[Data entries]
******************************
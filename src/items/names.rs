use super::types::EquipmentSlot;
use rand::seq::SliceRandom;
use rand::Rng;

pub const ITEM_PREFIXES: [&str; 15] = [
    "Rusty", "Plain", "Fine", "Reinforced", "Enchanted", "Ancient", "Cyber", "Holy", "Cursed",
    "Cosmic", "Dragonbone", "Void", "Titan", "Crystal", "Steam",
];

pub fn get_base_names(slot: EquipmentSlot) -> &'static [&'static str] {
    match slot {
        EquipmentSlot::Weapon => &[
            "Longsword", "War Axe", "Dagger", "Staff", "Wand", "Longbow", "Warhammer", "Blade",
            "Scepter", "Ray Gun", "Lightsaber", "Greatsword", "Crossbow", "Spirit Orb",
        ],
        EquipmentSlot::Head => &[
            "Helmet", "Cap", "Hood", "Visor", "Crown", "Mask", "Turban", "War Helm", "Halo",
            "Horns", "Goggles", "Oni Mask",
        ],
        EquipmentSlot::Body => &[
            "Armor", "Robe", "Vest", "Plate", "Coat", "Battle Suit", "Cloak", "Chainmail",
            "Shell", "Carapace", "Power Armor", "Ninja Garb", "Runed Cloth",
        ],
        EquipmentSlot::Hands => &[
            "Gloves", "Gauntlets", "Bracers", "Knuckles", "Finger Guards", "Claws", "Vambraces",
            "Wraps", "Touch", "Iron Fist", "Mech Arm", "Dragon Claw",
        ],
        EquipmentSlot::Feet => &[
            "Boots", "Greaves", "Sandals", "Slippers", "Treads", "Striders", "High Boots",
            "Iron Shoes", "Paws", "Horseshoes", "Jet Boots", "Cloud Steps",
        ],
    }
}

/// Rolls a display name. Deeper levels unlock later prefixes: the prefix
/// index is capped at `level % 10`.
pub fn generate_item_name(slot: EquipmentSlot, level: u32, rng: &mut impl Rng) -> String {
    let cap = (level % 10) as usize;
    let prefix_idx = rng.gen_range(0..ITEM_PREFIXES.len()).min(cap);
    let prefix = ITEM_PREFIXES[prefix_idx];
    let base = get_base_names(slot).choose(rng).copied().unwrap_or("Trinket");
    format!("{} {}", prefix, base)
}
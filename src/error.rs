use crate::config::ConfigError;
use thiserror::Error;

/// Errors surfaced by the binaries. The simulation itself never fails.
#[derive(Debug, Error)]
pub enum CrawlError {
    #[error("configuration error: {0}")]
    Config(#[from] ConfigError),

    #[error("I/O error: {0}")]
    Io(#[from] std::io::Error),

    #[error("serialization error: {0}")]
    Json(#[from] serde_json::Error),
}

pub type Result<T> = std::result::Result<T, CrawlError>;

#[cfg(test)]
mod tests {
    use super::*;

    #[test]
    fn test_config_error_converts() {
        let err: CrawlError = ConfigError::ZeroTickRate.into();
        assert!(matches!(err, CrawlError::Config(ConfigError::ZeroTickRate)));
        assert_eq!(
            err.to_string(),
            "configuration error: tick rate must be greater than zero"
        );
    }

    #[test]
    fn test_json_error_converts() {
        let parse = serde_json::from_str::<serde_json::Value>("{not json");
        let err: CrawlError = match parse {
            Err(e) => e.into(),
            Ok(_) => panic!("malformed JSON parsed"),
        };
        assert!(matches!(err, CrawlError::Json(_)));
    }
}
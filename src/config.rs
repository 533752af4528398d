//! Live runner configuration.
//!
//! Precedence is CLI flags, then environment, then defaults.

use crate::core::constants::TICK_RATE_MS;
use std::env;
use thiserror::Error;
use tracing_subscriber::EnvFilter;

#[derive(Debug, Error, PartialEq, Eq)]
pub enum ConfigError {
    #[error("unknown flag `{0}` (try --help)")]
    UnknownFlag(String),

    #[error("flag `{0}` expects a value")]
    MissingValue(String),

    #[error("invalid value `{value}` for `{flag}`")]
    InvalidNumber { flag: String, value: String },

    #[error("tick rate must be greater than zero")]
    ZeroTickRate,
}

#[derive(Clone, Debug, PartialEq, Eq)]
pub struct CrawlConfig {
    /// Milliseconds between ticks
    pub tick_rate_ms: u64,
    /// Fixed RNG seed; entropy when absent
    pub seed: Option<u64>,
    /// Stop after this many ticks; run forever when absent
    pub max_ticks: Option<u64>,
    /// Print a JSON snapshot line per tick to stdout
    pub json_snapshots: bool,
    pub show_help: bool,
}

impl Default for CrawlConfig {
    fn default() -> Self {
        Self {
            tick_rate_ms: TICK_RATE_MS,
            seed: None,
            max_ticks: None,
            json_snapshots: false,
            show_help: false,
        }
    }
}

pub const USAGE: &str = "\
Usage: idle-crawler [OPTIONS]

Options:
  --tick-ms N   Milliseconds between ticks (default 800, env CRAWL_TICK_MS)
  --seed N      Seed the RNG for a reproducible run (env CRAWL_SEED)
  --ticks N     Stop after N ticks (env CRAWL_MAX_TICKS)
  --json        Print one JSON snapshot per tick to stdout
  --help        Show this message

Diagnostics go to stderr; set RUST_LOG=debug for more detail.";

/// Diagnostic filter for the binaries. `rust_log` (the `RUST_LOG` value)
/// wins when it parses; otherwise `default` applies.
pub fn log_filter(rust_log: Option<&str>, default: &str) -> EnvFilter {
    rust_log
        .and_then(|spec| EnvFilter::try_new(spec).ok())
        .unwrap_or_else(|| EnvFilter::new(default))
}

impl CrawlConfig {
    /// Construct configuration from environment variables.
    ///
    /// Environment variables:
    /// - `CRAWL_TICK_MS` - Tick interval in milliseconds (default: 800)
    /// - `CRAWL_SEED` - RNG seed
    /// - `CRAWL_MAX_TICKS` - Tick limit
    ///
    /// Unparsable values are ignored.
    pub fn from_env() -> Self {
        let mut config = Self::default();

        if let Some(ms) = read_env::<u64>("CRAWL_TICK_MS").filter(|ms| *ms > 0) {
            config.tick_rate_ms = ms;
        }
        if let Some(seed) = read_env::<u64>("CRAWL_SEED") {
            config.seed = Some(seed);
        }
        if let Some(ticks) = read_env::<u64>("CRAWL_MAX_TICKS") {
            config.max_ticks = Some(ticks);
        }

        config
    }

    /// Applies command-line flags on top of `self`. `args` excludes the
    /// program name.
    pub fn apply_args(mut self, args: &[String]) -> Result<Self, ConfigError> {
        let mut iter = args.iter();
        while let Some(arg) = iter.next() {
            match arg.as_str() {
                "--tick-ms" => {
                    let ms = parse_value(arg, iter.next())?;
                    if ms == 0 {
                        return Err(ConfigError::ZeroTickRate);
                    }
                    self.tick_rate_ms = ms;
                }
                "--seed" => self.seed = Some(parse_value(arg, iter.next())?),
                "--ticks" => self.max_ticks = Some(parse_value(arg, iter.next())?),
                "--json" => self.json_snapshots = true,
                "-h" | "--help" => self.show_help = true,
                other => return Err(ConfigError::UnknownFlag(other.to_string())),
            }
        }
        Ok(self)
    }
}

fn parse_value(flag: &str, value: Option<&String>) -> Result<u64, ConfigError> {
    let value = value.ok_or_else(|| ConfigError::MissingValue(flag.to_string()))?;
    value.parse().map_err(|_| ConfigError::InvalidNumber {
        flag: flag.to_string(),
        value: value.clone(),
    })
}

fn read_env<T>(key: &str) -> Option<T>
where
    T: std::str::FromStr,
{
    env::var(key).ok()?.parse().ok()
}
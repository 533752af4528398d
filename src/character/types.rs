use crate::items::Equipment;
use serde::Serialize;

#[derive(Debug, Clone, Copy, PartialEq, Eq, Hash, Serialize)]
pub enum HeroClass {
    Paladin,
    Berserker,
    Assassin,
    Elementalist,
    Priest,
    Ranger,
}

impl HeroClass {
    pub const ALL: [HeroClass; 6] = [
        HeroClass::Paladin,
        HeroClass::Berserker,
        HeroClass::Assassin,
        HeroClass::Elementalist,
        HeroClass::Priest,
        HeroClass::Ranger,
    ];

    pub fn name(&self) -> &'static str {
        match self {
            HeroClass::Paladin => "Paladin",
            HeroClass::Berserker => "Berserker",
            HeroClass::Assassin => "Assassin",
            HeroClass::Elementalist => "Elementalist",
            HeroClass::Priest => "Priest",
            HeroClass::Ranger => "Ranger",
        }
    }
}

/// Combat stats shared by heroes and enemies. Values are kept as `f64` so
/// percentage math stays exact until the final floor.
#[derive(Debug, Clone, Copy, PartialEq, Serialize)]
pub struct Stats {
    pub hp: f64,
    pub max_hp: f64,
    pub mp: f64,
    pub max_mp: f64,
    pub atk: f64,
    pub def: f64,
    pub spd: f64,
}

impl Stats {
    /// Full-resource stats from a raw profile.
    pub fn new(hp: f64, mp: f64, atk: f64, def: f64, spd: f64) -> Self {
        Self {
            hp,
            max_hp: hp,
            mp,
            max_mp: mp,
            atk,
            def,
            spd,
        }
    }

    pub fn is_alive(&self) -> bool {
        self.hp > 0.0
    }

    /// Subtracts `amount` from hp, saturating at zero.
    pub fn take_damage(&mut self, amount: f64) {
        self.hp = (self.hp - amount).max(0.0);
    }

    pub fn heal(&mut self, amount: f64) {
        self.hp = (self.hp + amount).min(self.max_hp);
    }

    pub fn restore_mp(&mut self, amount: f64) {
        self.mp = (self.mp + amount).min(self.max_mp);
    }

    pub fn restore_full(&mut self) {
        self.hp = self.max_hp;
        self.mp = self.max_mp;
    }

    /// Sets hp and mp to `fraction` of their maxima.
    pub fn set_fraction(&mut self, fraction: f64) {
        self.hp = self.max_hp * fraction;
        self.mp = self.max_mp * fraction;
    }

    pub fn within_bounds(&self) -> bool {
        (0.0..=self.max_hp).contains(&self.hp) && (0.0..=self.max_mp).contains(&self.mp)
    }
}

#[derive(Debug, Clone, Copy, PartialEq, Eq, Serialize)]
pub enum SkillKind {
    Damage,
    Heal,
    Aoe,
}

#[derive(Debug, Clone, PartialEq, Serialize)]
pub struct Skill {
    pub name: &'static str,
    pub cost: f64,
    pub kind: SkillKind,
    pub power: f64,
    pub description: &'static str,
}

#[derive(Debug, Clone, PartialEq, Serialize)]
pub struct Hero {
    pub id: u32,
    pub name: String,
    pub class: HeroClass,
    /// Class floor, never modified after creation
    pub base_stats: Stats,
    pub stats: Stats,
    pub skills: Vec<Skill>,
    pub equipment: Equipment,
}

impl Hero {
    pub fn is_alive(&self) -> bool {
        self.stats.is_alive()
    }
}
******************************
Instructions for the task
Please write out, exactly as they appear, the lines from the line containing "pub fn restore_full(&mut" through the last line of the records above, both included.

Solution to this task
    pub fn restore_full(&mut self) {
        self.hp = self.max_hp;
        self.mp = self.max_mp;
    }

    /// Sets hp and mp to `fraction` of their maxima.
    pub fn set_fraction(&mut self, fraction: f64) {
        self.hp = self.max_hp * fraction;
        self.mp = self.max_mp * fraction;
    }

    pub fn within_bounds(&self) -> bool {
        (0.0..=self.max_hp).contains(&self.hp) && (0.0..=self.max_mp).contains(&self.mp)
    }
}

#[derive(Debug, Clone, Copy, PartialEq, Eq, Serialize)]
pub enum SkillKind {
    Damage,
    Heal,
    Aoe,
}

#[derive(Debug, Clone, PartialEq, Serialize)]
pub struct Skill {
    pub name: &'static str,
    pub cost: f64,
    pub kind: SkillKind,
    pub power: f64,
    pub description: &'static str,
}

#[derive(Debug, Clone, PartialEq, Serialize)]
pub struct Hero {
    pub id: u32,
    pub name: String,
    pub class: HeroClass,
    /// Class floor, never modified after creation
    pub base_stats: Stats,
    pub stats: Stats,
    pub skills: Vec<Skill>,
    pub equipment: Equipment,
}

impl Hero {
    pub fn is_alive(&self) -> bool {
        self.stats.is_alive()
    }
}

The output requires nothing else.